→ **Your objective**:
Repeat precisely the span of lines below that opens with the line containing "to a single selection." and closes with the line containing "fn default() ->", both included.

Saved data entries:
──────

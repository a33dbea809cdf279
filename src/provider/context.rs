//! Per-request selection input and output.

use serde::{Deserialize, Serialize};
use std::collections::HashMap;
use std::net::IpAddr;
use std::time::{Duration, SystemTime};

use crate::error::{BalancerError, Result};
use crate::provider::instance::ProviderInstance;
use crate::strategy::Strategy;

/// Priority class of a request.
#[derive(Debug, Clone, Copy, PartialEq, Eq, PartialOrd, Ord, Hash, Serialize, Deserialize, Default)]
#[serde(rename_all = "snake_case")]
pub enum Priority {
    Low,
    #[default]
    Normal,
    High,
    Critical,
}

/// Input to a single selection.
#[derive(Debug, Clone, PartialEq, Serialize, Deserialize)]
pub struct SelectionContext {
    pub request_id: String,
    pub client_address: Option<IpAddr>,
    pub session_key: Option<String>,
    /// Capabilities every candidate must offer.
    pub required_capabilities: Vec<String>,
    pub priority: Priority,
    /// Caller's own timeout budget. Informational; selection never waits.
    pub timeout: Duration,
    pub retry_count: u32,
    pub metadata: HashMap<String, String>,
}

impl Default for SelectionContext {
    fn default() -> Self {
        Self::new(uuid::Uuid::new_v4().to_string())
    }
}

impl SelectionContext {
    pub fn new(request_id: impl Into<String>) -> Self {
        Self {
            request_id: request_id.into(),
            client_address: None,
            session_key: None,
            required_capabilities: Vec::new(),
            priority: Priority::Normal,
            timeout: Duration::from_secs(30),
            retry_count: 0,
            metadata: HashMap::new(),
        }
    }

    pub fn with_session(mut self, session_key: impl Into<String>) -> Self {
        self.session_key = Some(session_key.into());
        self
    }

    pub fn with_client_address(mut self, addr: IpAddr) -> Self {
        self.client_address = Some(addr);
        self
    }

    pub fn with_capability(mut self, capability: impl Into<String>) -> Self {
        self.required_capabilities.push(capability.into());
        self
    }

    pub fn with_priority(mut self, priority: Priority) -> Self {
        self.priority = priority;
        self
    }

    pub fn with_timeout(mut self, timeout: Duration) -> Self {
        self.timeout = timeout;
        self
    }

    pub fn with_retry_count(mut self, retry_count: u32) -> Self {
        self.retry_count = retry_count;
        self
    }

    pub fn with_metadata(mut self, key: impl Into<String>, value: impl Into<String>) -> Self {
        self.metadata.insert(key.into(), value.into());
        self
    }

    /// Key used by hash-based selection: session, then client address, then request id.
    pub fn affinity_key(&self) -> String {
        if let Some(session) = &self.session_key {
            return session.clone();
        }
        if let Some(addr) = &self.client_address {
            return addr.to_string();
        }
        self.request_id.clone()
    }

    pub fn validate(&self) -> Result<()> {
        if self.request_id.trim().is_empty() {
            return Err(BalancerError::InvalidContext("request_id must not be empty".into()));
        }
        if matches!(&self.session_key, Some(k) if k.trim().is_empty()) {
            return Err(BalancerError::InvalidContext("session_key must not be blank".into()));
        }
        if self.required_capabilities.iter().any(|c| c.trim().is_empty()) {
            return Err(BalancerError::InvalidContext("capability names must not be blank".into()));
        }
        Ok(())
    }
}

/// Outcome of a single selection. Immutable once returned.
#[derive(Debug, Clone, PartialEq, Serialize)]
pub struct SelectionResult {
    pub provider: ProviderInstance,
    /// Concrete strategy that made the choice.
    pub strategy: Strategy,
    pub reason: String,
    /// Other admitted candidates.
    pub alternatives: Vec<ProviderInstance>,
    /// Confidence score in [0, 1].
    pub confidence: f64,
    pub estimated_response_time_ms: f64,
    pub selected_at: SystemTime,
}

──────

→ **Task response**:
/// Input to a single selection.
#[derive(Debug, Clone, PartialEq, Serialize, Deserialize)]
pub struct SelectionContext {
    pub request_id: String,
    pub client_address: Option<IpAddr>,
    pub session_key: Option<String>,
    /// Capabilities every candidate must offer.
    pub required_capabilities: Vec<String>,
    pub priority: Priority,
    /// Caller's own timeout budget. Informational; selection never waits.
    pub timeout: Duration,
    pub retry_count: u32,
    pub metadata: HashMap<String, String>,
}

impl Default for SelectionContext {
    fn default() -> Self {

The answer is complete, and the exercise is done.